THE DATA
/*
    Nyx, blazing fast astrodynamics
    Copyright (C) 2018-onwards Christopher Rabotin <christopher.rabotin@gmail.com>

    This program is free software: you can redistribute it and/or modify
    it under the terms of the GNU Affero General Public License as published
    by the Free Software Foundation, either version 3 of the License, or
    (at your option) any later version.

    This program is distributed in the hope that it will be useful,
    but WITHOUT ANY WARRANTY; without even the implied warranty of
    MERCHANTABILITY or FITNESS FOR A PARTICULAR PURPOSE.  See the
    GNU Affero General Public License for more details.

    You should have received a copy of the GNU Affero General Public License
    along with this program.  If not, see <https://www.gnu.org/licenses/>.
*/

/*! # satdyn

Satellite orbit dynamics and reference frame propagation.

An [Orbit] owns one of five propagation strategies (fixed step RK4, SGP4, Hill-Clohessy-Wiltshire relative
motion, Kepler and Encke), derives its Earth fixed, geodetic and body frame representations after every
propagation call, and collects the perturbations contributed by disturbance models in a per step accumulator.
The [executor::OrbitScheduler] sequences the disturbance and propagation phases of every tick.
*/

/// Earth constants, geodetic coordinates, Earth rotation and frame transformations.
pub mod cosmic;

/// Force accumulation, two-body dynamics and disturbance models.
pub mod dynamics;

/// The propagation strategies and their numerical building blocks.
pub mod propagators;

mod orbit;
pub use self::orbit::Orbit;

/// Simulation clock and tick scheduling.
pub mod executor;

/// Configuration loading and log formatting.
pub mod io;

/// Utility functions shared by different modules.
pub mod utils;

mod errors;
/// Functions which may fail return an error, which converts into this crate level error.
pub use self::errors::SatDynError;

#[macro_use]
extern crate log;
extern crate hifitime;
extern crate nalgebra as na;

/// Re-export of hifitime
pub mod time {
    pub use hifitime::*;
}

/// Re-export nalgebra
pub mod linalg {
    pub use na::base::*;
    pub use na::geometry::{Rotation3, UnitQuaternion};
}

WHAT THIS TASK INVOLVES
Give back precisely the lines above that start at the line containing "This program is free" and end at the line containing "GNU Affero General Public License for", inclusive. No other lines belong in the output.

SOLUTION FOR THIS PROBLEM
    This program is free software: you can redistribute it and/or modify
    it under the terms of the GNU Affero General Public License as published
    by the Free Software Foundation, either version 3 of the License, or
    (at your option) any later version.

    This program is distributed in the hope that it will be useful,
    but WITHOUT ANY WARRANTY; without even the implied warranty of
    MERCHANTABILITY or FITNESS FOR A PARTICULAR PURPOSE.  See the
    GNU Affero General Public License for more details.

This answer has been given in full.